Task: The result should be every line of the listing that holds the word "None".

┌─ Data to process

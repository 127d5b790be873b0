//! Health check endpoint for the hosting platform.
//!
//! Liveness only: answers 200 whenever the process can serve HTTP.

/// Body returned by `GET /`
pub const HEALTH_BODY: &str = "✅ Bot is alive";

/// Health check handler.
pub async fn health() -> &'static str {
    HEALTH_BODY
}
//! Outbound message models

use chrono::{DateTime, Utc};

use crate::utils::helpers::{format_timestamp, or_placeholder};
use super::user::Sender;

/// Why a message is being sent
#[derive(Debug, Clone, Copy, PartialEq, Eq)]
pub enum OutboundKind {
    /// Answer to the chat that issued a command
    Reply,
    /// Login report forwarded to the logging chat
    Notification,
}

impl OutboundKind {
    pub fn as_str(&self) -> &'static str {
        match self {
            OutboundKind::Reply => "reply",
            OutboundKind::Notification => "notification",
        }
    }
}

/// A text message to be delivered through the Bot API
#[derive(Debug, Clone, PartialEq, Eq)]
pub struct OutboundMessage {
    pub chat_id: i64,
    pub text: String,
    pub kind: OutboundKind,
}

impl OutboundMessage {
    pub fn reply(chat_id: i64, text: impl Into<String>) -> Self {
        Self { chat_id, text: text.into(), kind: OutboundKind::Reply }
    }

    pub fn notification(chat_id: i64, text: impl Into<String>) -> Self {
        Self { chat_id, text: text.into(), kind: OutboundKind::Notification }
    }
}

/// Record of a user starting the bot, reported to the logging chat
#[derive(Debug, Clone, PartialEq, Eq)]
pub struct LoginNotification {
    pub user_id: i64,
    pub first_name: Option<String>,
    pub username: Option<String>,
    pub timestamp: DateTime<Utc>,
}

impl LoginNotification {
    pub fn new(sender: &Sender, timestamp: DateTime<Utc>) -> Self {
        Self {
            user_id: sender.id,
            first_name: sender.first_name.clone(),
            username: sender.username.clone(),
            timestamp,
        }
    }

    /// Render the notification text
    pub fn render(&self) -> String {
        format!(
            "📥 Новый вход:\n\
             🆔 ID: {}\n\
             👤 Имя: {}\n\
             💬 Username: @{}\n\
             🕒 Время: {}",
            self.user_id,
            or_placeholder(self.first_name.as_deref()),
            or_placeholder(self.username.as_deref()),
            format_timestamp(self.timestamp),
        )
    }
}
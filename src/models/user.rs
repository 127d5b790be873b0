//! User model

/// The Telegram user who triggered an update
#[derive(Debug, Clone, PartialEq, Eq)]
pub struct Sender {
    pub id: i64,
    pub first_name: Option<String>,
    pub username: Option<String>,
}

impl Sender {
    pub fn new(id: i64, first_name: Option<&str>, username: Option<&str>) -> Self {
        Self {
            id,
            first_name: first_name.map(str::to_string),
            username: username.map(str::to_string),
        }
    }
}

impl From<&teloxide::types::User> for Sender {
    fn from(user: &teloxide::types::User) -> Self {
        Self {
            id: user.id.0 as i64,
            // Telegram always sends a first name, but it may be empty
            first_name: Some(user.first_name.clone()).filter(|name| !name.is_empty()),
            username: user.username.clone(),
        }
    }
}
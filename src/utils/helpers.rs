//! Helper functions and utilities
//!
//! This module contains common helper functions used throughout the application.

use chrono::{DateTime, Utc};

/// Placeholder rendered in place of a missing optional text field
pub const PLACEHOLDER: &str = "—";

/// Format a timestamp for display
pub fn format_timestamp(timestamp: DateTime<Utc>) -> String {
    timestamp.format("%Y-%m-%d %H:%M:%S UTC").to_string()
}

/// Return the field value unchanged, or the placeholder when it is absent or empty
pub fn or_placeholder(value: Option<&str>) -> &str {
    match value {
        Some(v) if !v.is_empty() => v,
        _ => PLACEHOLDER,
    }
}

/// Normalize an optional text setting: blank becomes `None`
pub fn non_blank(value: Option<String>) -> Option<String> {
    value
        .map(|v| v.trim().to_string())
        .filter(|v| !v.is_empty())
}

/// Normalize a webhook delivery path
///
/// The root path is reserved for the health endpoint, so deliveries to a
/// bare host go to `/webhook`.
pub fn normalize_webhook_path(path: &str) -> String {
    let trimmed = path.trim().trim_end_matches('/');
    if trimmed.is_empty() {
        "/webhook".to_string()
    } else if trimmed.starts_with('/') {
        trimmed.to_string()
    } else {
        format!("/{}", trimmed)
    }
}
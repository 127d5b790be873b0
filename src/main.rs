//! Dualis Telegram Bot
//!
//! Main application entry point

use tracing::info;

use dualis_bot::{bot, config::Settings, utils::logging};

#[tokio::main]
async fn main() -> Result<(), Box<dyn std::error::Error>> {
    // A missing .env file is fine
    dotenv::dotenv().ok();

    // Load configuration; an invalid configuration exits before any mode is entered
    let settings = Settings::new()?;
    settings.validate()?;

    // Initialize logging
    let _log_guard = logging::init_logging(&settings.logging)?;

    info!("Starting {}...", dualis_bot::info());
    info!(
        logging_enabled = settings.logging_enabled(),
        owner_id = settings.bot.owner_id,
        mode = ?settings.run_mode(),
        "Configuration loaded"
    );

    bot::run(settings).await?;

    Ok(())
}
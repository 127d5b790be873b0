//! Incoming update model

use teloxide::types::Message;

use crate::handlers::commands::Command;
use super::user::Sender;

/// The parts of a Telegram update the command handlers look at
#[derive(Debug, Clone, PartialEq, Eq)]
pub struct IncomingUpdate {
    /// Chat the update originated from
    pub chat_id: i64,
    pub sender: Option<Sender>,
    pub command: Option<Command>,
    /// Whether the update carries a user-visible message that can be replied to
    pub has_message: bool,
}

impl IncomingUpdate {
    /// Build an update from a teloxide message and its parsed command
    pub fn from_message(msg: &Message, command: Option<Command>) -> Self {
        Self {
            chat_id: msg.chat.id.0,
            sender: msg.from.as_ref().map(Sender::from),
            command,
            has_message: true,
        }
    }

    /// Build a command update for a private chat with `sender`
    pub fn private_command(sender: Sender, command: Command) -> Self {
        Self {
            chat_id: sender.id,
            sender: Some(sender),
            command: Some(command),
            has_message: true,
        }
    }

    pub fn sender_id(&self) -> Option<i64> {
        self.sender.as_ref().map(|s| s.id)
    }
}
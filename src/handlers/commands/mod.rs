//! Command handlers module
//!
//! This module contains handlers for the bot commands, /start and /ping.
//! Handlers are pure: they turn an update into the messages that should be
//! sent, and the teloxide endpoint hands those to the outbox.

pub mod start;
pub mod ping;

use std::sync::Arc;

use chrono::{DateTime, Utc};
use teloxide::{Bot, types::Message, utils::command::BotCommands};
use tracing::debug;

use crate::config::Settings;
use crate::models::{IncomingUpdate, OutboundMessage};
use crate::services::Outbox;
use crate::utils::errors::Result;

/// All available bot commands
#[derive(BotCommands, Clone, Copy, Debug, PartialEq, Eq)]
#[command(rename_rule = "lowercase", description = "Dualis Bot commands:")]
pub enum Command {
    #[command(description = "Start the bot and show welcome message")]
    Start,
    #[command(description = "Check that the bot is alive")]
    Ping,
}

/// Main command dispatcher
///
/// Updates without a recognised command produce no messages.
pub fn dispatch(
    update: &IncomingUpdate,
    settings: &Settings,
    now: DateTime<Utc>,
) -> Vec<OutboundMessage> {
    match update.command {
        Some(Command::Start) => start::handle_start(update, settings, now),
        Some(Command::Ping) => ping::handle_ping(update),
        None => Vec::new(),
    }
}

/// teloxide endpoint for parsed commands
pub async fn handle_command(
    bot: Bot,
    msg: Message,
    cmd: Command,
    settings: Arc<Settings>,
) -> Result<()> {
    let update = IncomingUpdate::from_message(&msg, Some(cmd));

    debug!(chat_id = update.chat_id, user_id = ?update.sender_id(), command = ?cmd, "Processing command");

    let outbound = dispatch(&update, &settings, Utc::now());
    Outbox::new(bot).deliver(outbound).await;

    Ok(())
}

└─

Task result:
/// Normalize an optional text setting: blank becomes `None`
        None => Vec::new(),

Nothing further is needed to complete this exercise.